Glyphosate is the most used herbicide worldwide, and it can be toxic to off-target species, such as insects. Although GLY-based herbicides (GBHs) can influence insect microbiomes, little is known about its cascading effects on fitness-related traits, such as life history or stress tolerance, especially in the context of long-term, multigenerational exposure. Thus, we exposed the variable field cricket, Gryllus lineaticeps, to GBH within and across generations to examine the potential role of GBH in developmental plasticity and evolution. Specifically, we measured its effects on life-history traits (e.g. developmental duration, adult body size and mass, and a life-history trade-off between investment into reproduction and flight), stress (heat and desiccation) tolerance and the gut microbiome. One generation of exposure to GBH reduced desiccation tolerance, which was also lower in flight-capable individuals. However, after 11 generations of exposure to GBH, this cost of GBH disappeared, and GBH exposure instead increased adult body size and mass in flight-incapable individuals. Flight capacity had a stronger effect on the gut bacterial community than GBH exposure, where flight-capable individuals contained more than twice as many Family Oscillospiraceae and fewer than half as many Family Erysipelotrichaceae.

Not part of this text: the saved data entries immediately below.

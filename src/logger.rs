//! Diagnostics setup for the `oml4rs` binary.
//!
//! `LoggerManager` validates a [`LoggerConfig`] and installs the global
//! `tracing` subscriber: a console layer on stderr and, optionally, a systemd
//! journald layer. Stdout is left alone because disabled-mode sessions print
//! protocol lines there.

use std::io;

use thiserror::Error;
use tracing::instrument;
use tracing_subscriber::{fmt, prelude::*, EnvFilter, Layer, Registry};
use validator::{Validate, ValidationErrors};

use crate::{
    config::logger::{ConsoleConfig, JournaldConfig, LogFormat, LoggerConfig},
    print_info, print_warn,
};

type BoxedLayer = Box<dyn Layer<Registry> + Send + Sync>;

/// Errors that can occur during logger configuration or initialization.
#[derive(Error, Debug)]
pub enum LoggerError {
    #[error("Logger configuration validation error: {0}")]
    ValidationError(#[from] ValidationErrors),

    /// Journald socket could not be opened.
    #[error("IO error: {0}")]
    IoError(#[from] io::Error),

    #[error("Failed to install the global subscriber: {0}")]
    Install(#[from] tracing_subscriber::util::TryInitError),

    #[error("No logging layers were configured or successfully initialized")]
    NoLayersConfigured,
}

pub struct LoggerManager {
    config: LoggerConfig,
}

impl LoggerManager {
    /// Validates `config` and wraps it.
    ///
    /// # Errors
    ///
    /// Returns `LoggerError::ValidationError` if validation fails.
    pub fn new(config: LoggerConfig) -> Result<Self, LoggerError> {
        config.validate()?;
        Ok(LoggerManager { config })
    }

    fn filter(&self) -> EnvFilter {
        EnvFilter::try_from_default_env().unwrap_or_else(|_| EnvFilter::new(&self.config.level))
    }

    /// Installs the global subscriber. Call once, before the first session.
    ///
    /// A journald failure is tolerated as long as the console layer is on.
    ///
    /// # Errors
    ///
    /// Returns an error if no layer could be built or a subscriber is
    /// already installed.
    #[instrument(skip(self))]
    pub fn init(&self) -> Result<(), LoggerError> {
        let layers = self.build_layers()?;
        tracing_subscriber::registry().with(layers).try_init()?;
        Ok(())
    }

    fn build_layers(&self) -> Result<Vec<BoxedLayer>, LoggerError> {
        let mut layers = Vec::new();

        if self.config.console.enabled {
            layers.push(Self::console_layer(&self.config.console, self.filter()));
        }

        if let Some(journald) = &self.config.journald {
            match Self::journald_layer(journald, self.filter()) {
                Ok(layer) => {
                    layers.push(layer);
                    print_info!(
                        "Systemd journald logger initialized with identifier: {}",
                        journald.identifier
                    );
                }
                Err(e) if self.config.console.enabled => {
                    print_warn!("Failed to initialize systemd journald logger: {}", e);
                }
                Err(e) => return Err(e),
            }
        }

        if layers.is_empty() {
            return Err(LoggerError::NoLayersConfigured);
        }
        Ok(layers)
    }

    fn console_layer(config: &ConsoleConfig, filter: EnvFilter) -> BoxedLayer {
        let base = fmt::layer()
            .with_target(config.show_target)
            .with_ansi(config.ansi_colors)
            .with_writer(io::stderr);

        match config.format {
            LogFormat::Json => base.json().with_filter(filter).boxed(),
            LogFormat::Pretty => base.pretty().with_filter(filter).boxed(),
            LogFormat::Compact => base.compact().with_filter(filter).boxed(),
        }
    }

    fn journald_layer(config: &JournaldConfig, filter: EnvFilter) -> Result<BoxedLayer, LoggerError> {
        let layer = tracing_journald::layer()?.with_syslog_identifier(config.identifier.clone());
        Ok(layer.with_filter(filter).boxed())
    }
}

#[cfg(test)]
mod tests {
    use super::*;

    #[test]
    fn rejects_invalid_config() {
        let config = LoggerConfig {
            level: "chatty".into(),
            ..Default::default()
        };
        assert!(matches!(
            LoggerManager::new(config),
            Err(LoggerError::ValidationError(_))
        ));
    }

    #[test]
    fn console_only_builds_one_layer() {
        let manager = LoggerManager::new(LoggerConfig::default()).unwrap();
        assert_eq!(manager.build_layers().unwrap().len(), 1);
    }

    #[test]
    fn no_outputs_is_an_error() {
        let config = LoggerConfig {
            console: ConsoleConfig {
                enabled: false,
                ..Default::default()
            },
            journald: None,
            ..Default::default()
        };
        let manager = LoggerManager::new(config).unwrap();
        assert!(matches!(
            manager.build_layers(),
            Err(LoggerError::NoLayersConfigured)
        ));
    }
}
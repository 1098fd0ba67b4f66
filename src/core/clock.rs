//! Time source for start-time and sample timestamps.

use std::sync::Mutex;

use time::{Duration, OffsetDateTime};

/// Supplies the current wall-clock time to a session.
pub trait Clock: Send + Sync {
    fn now(&self) -> OffsetDateTime;
}

/// Reads the system clock.
#[derive(Debug, Clone, Copy, Default)]
pub struct SystemClock;

impl Clock for SystemClock {
    fn now(&self) -> OffsetDateTime {
        OffsetDateTime::now_utc()
    }
}

/// A clock that only moves when told to. Used for reproducible output.
#[derive(Debug)]
pub struct ManualClock {
    now: Mutex<OffsetDateTime>,
}

impl ManualClock {
    pub fn new(start: OffsetDateTime) -> Self {
        ManualClock {
            now: Mutex::new(start),
        }
    }

    /// Starts at the given Unix timestamp (whole seconds).
    pub fn at_unix(seconds: i64) -> Self {
        Self::new(OffsetDateTime::from_unix_timestamp(seconds).unwrap_or(OffsetDateTime::UNIX_EPOCH))
    }

    pub fn advance(&self, by: Duration) {
        let mut now = self.now.lock().unwrap_or_else(|e| e.into_inner());
        *now += by;
    }
}

impl Clock for ManualClock {
    fn now(&self) -> OffsetDateTime {
        *self.now.lock().unwrap_or_else(|e| e.into_inner())
    }
}

#[cfg(test)]
mod tests {
    use super::*;

    #[test]
    fn manual_clock_advances_only_on_request() {
        let clock = ManualClock::at_unix(1_700_000_000);
        assert_eq!(clock.now().unix_timestamp(), 1_700_000_000);

        clock.advance(Duration::milliseconds(1500));
        assert_eq!(clock.now().unix_timestamp(), 1_700_000_001);
        assert_eq!(clock.now().millisecond(), 500);
    }

    #[test]
    fn system_clock_is_after_epoch() {
        assert!(SystemClock.now().unix_timestamp() > 0);
    }
}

The effects of both flight capacity and GBH on the microbiome were only evident in generation 1. Together, our results indicate that GBH exposure may have quite modest long-term effects on stress tolerance and the gut microbiome. However, GBH may facilitate the evolution of flightlessness given its potential benefits to flight-incapable individuals, which exhibit greater reproductive potential and tolerance to climate stressors compared with flight-capable individuals.